Show, in full, each line of the data that contains "filename".

** Opening Study material block **

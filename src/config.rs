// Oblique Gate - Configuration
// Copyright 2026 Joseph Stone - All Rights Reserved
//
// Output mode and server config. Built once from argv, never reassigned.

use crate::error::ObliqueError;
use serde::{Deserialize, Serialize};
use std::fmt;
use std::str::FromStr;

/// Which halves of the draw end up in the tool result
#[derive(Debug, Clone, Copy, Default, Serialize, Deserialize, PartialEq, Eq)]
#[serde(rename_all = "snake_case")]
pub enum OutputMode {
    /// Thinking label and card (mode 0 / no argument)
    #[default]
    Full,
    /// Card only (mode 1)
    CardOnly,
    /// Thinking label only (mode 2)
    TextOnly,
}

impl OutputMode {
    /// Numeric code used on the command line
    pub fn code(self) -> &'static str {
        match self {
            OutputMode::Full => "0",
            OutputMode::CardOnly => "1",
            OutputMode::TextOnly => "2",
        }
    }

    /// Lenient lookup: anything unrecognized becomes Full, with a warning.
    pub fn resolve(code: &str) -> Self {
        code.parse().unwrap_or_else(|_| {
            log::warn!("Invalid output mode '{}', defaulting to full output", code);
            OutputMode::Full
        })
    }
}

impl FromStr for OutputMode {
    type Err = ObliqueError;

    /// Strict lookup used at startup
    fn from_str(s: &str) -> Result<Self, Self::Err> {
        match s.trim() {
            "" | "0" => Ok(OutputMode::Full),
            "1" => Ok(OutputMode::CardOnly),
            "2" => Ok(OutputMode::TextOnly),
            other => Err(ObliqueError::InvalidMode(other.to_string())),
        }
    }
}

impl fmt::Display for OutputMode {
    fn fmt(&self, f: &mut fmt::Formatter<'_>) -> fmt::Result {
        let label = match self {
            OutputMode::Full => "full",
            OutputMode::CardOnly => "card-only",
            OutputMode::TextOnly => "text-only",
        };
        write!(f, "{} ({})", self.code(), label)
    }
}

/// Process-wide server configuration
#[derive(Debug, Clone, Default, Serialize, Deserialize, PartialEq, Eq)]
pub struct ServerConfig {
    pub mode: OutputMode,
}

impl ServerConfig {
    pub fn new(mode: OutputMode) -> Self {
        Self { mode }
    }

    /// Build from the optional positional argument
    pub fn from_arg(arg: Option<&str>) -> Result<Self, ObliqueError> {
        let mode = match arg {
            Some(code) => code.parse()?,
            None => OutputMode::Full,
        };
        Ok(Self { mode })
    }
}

** Closing Study material block **
** Opening Study material block **

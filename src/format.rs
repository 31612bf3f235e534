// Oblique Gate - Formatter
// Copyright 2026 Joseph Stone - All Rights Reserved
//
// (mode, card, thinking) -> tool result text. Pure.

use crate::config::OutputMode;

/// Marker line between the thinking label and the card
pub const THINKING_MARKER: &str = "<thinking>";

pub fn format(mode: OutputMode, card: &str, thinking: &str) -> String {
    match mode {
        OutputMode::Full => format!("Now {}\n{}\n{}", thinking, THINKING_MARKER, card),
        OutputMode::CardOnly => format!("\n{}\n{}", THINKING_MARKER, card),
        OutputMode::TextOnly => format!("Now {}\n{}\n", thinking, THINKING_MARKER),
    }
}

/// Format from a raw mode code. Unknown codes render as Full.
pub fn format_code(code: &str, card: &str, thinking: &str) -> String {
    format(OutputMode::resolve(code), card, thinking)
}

** Closing Study material block **

Solved problem:
filename src/config.rs
filename src/format.rs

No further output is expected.